- **Brief**: Search the data for the string "lookup" and copy each line in which it appears.

- **Provided material**:

//! Configuration types and loading.
//!
//! Config is loaded from an optional JSON file (e.g. `./relay.json`) and then overridden
//! by environment variables. It is built once at startup and shared immutably afterwards.

use anyhow::{Context, Result};
use serde::{Deserialize, Serialize};
use std::path::PathBuf;

/// Top-level application config.
#[derive(Debug, Clone, Default, Serialize, Deserialize)]
#[serde(rename_all = "camelCase")]
pub struct Config {
    /// HTTP listener settings.
    #[serde(default)]
    pub server: ServerConfig,

    /// WhatsApp Business Cloud API credentials and endpoint.
    #[serde(default)]
    pub whatsapp: WhatsAppConfig,

    /// Completion service (OpenAI-compatible chat completions).
    #[serde(default)]
    pub completion: CompletionConfig,

    /// Outbound HTTP client settings.
    #[serde(default)]
    pub http: HttpConfig,
}

/// Listener bind address and port.
#[derive(Debug, Clone, Serialize, Deserialize)]
#[serde(rename_all = "camelCase")]
pub struct ServerConfig {
    /// Port for the webhook server (default 3000). Overridden by PORT env.
    #[serde(default = "default_port")]
    pub port: u16,

    /// Bind address (default "0.0.0.0"; the platform must reach the webhook).
    #[serde(default = "default_bind")]
    pub bind: String,
}

fn default_port() -> u16 {
    3000
}

fn default_bind() -> String {
    "0.0.0.0".to_string()
}

impl Default for ServerConfig {
    fn default() -> Self {
        Self {
            port: default_port(),
            bind: default_bind(),
        }
    }
}

/// WhatsApp channel config.
#[derive(Debug, Clone, Serialize, Deserialize)]
#[serde(rename_all = "camelCase")]
pub struct WhatsAppConfig {
    /// Bearer token for the Graph API. Overridden by WHATSAPP_TOKEN env.
    pub access_token: Option<String>,
    /// Sending phone-number id. Overridden by WHATSAPP_PHONE_NUMBER_ID env.
    pub phone_number_id: Option<String>,
    /// Shared secret checked during webhook subscription. Overridden by VERIFY_TOKEN env.
    pub verify_token: Option<String>,
    /// Graph API root (default https://graph.facebook.com).
    #[serde(default = "default_graph_api_base")]
    pub api_base: String,
    /// Graph API version segment (default v18.0).
    #[serde(default = "default_graph_api_version")]
    pub api_version: String,
}

fn default_graph_api_base() -> String {
    "https://graph.facebook.com".to_string()
}

fn default_graph_api_version() -> String {
    "v18.0".to_string()
}

impl Default for WhatsAppConfig {
    fn default() -> Self {
        Self {
            access_token: None,
            phone_number_id: None,
            verify_token: None,
            api_base: default_graph_api_base(),
            api_version: default_graph_api_version(),
        }
    }
}

/// Completion service config.
#[derive(Debug, Clone, Serialize, Deserialize)]
#[serde(rename_all = "camelCase")]
pub struct CompletionConfig {
    /// API key sent as bearer token. Overridden by OPENAI_API_KEY env.
    pub api_key: Option<String>,
    /// Base URL up to and including the version segment (default https://api.openai.com/v1).
    #[serde(default = "default_completion_base_url")]
    pub base_url: String,
    #[serde(default = "default_model")]
    pub model: String,
    /// System instruction sent ahead of every user message.
    #[serde(default = "default_system_prompt")]
    pub system_prompt: String,
    #[serde(default = "default_max_tokens")]
    pub max_tokens: u32,
    #[serde(default = "default_temperature")]
    pub temperature: f32,
}

fn default_completion_base_url() -> String {
    "https://api.openai.com/v1".to_string()
}

fn default_model() -> String {
    "gpt-3.5-turbo".to_string()
}

fn default_system_prompt() -> String {
    "You are a helpful WhatsApp assistant. Keep responses concise and friendly.".to_string()
}

fn default_max_tokens() -> u32 {
    150
}

fn default_temperature() -> f32 {
    0.7
}

impl Default for CompletionConfig {
    fn default() -> Self {
        Self {
            api_key: None,
            base_url: default_completion_base_url(),
            model: default_model(),
            system_prompt: default_system_prompt(),
            max_tokens: default_max_tokens(),
            temperature: default_temperature(),
        }
    }
}

/// Outbound HTTP client config.
#[derive(Debug, Clone, Serialize, Deserialize)]
#[serde(rename_all = "camelCase")]
pub struct HttpConfig {
    /// Per-request deadline for calls to WhatsApp and the completion service (default 30).
    #[serde(default = "default_timeout_secs")]
    pub timeout_secs: u64,
}

fn default_timeout_secs() -> u64 {
    30
}

impl Default for HttpConfig {
    fn default() -> Self {
        Self {
            timeout_secs: default_timeout_secs(),
        }
    }
}

impl Config {
    /// Apply environment overrides (WHATSAPP_TOKEN, WHATSAPP_PHONE_NUMBER_ID, VERIFY_TOKEN, OPENAI_API_KEY, PORT).
    pub fn apply_env(&mut self) {
        self.apply_env_with(|name| std::env::var(name).ok());
    }

    /// Apply overrides from `lookup`. Empty or whitespace-only values are treated as unset.
    pub fn apply_env_with(&mut self, lookup: impl Fn(&str) -> Option<String>) {
        let var = |name: &str| lookup(name).and_then(|v| non_empty(&v));
        if let Some(v) = var("WHATSAPP_TOKEN") {
            self.whatsapp.access_token = Some(v);
        }
        if let Some(v) = var("WHATSAPP_PHONE_NUMBER_ID") {
            self.whatsapp.phone_number_id = Some(v);
        }
        if let Some(v) = var("VERIFY_TOKEN") {
            self.whatsapp.verify_token = Some(v);
        }
        if let Some(v) = var("OPENAI_API_KEY") {
            self.completion.api_key = Some(v);
        }
        if let Some(v) = var("PORT") {
            match v.parse::<u16>() {
                Ok(port) => self.server.port = port,
                Err(_) => log::warn!("ignoring invalid PORT value: {}", v),
            }
        }
    }

    /// Verify token with surrounding whitespace removed; None when unset or empty.
    pub fn verify_token(&self) -> Option<String> {
        self.whatsapp.verify_token.as_deref().and_then(non_empty)
    }
}

fn non_empty(s: &str) -> Option<String> {
    let t = s.trim();
    if t.is_empty() {
        None
    } else {
        Some(t.to_string())
    }
}

/// Resolve config path from env or default.
pub fn default_config_path() -> PathBuf {
    std::env::var("RELAY_CONFIG_PATH")
        .map(PathBuf::from)
        .unwrap_or_else(|_| PathBuf::from("relay.json"))
}

/// Load config from `path` (or the default path), then apply environment overrides.
/// Missing file => default config.
pub fn load_config(path: Option<PathBuf>) -> Result<(Config, PathBuf)> {
    let path = path.unwrap_or_else(default_config_path);
    let mut config = if !path.exists() {
        log::debug!("config file not found, using defaults: {}", path.display());
        Config::default()
    } else {
        let s = std::fs::read_to_string(&path)
            .with_context(|| format!("reading config from {}", path.display()))?;
        serde_json::from_str(&s)
            .with_context(|| format!("parsing config from {}", path.display()))?
    };
    config.apply_env();
    Ok((config, path))
}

- **Completed task**:
    /// Apply overrides from `lookup`. Empty or whitespace-only values are treated as unset.
    pub fn apply_env_with(&mut self, lookup: impl Fn(&str) -> Option<String>) {
        let var = |name: &str| lookup(name).and_then(|v| non_empty(&v));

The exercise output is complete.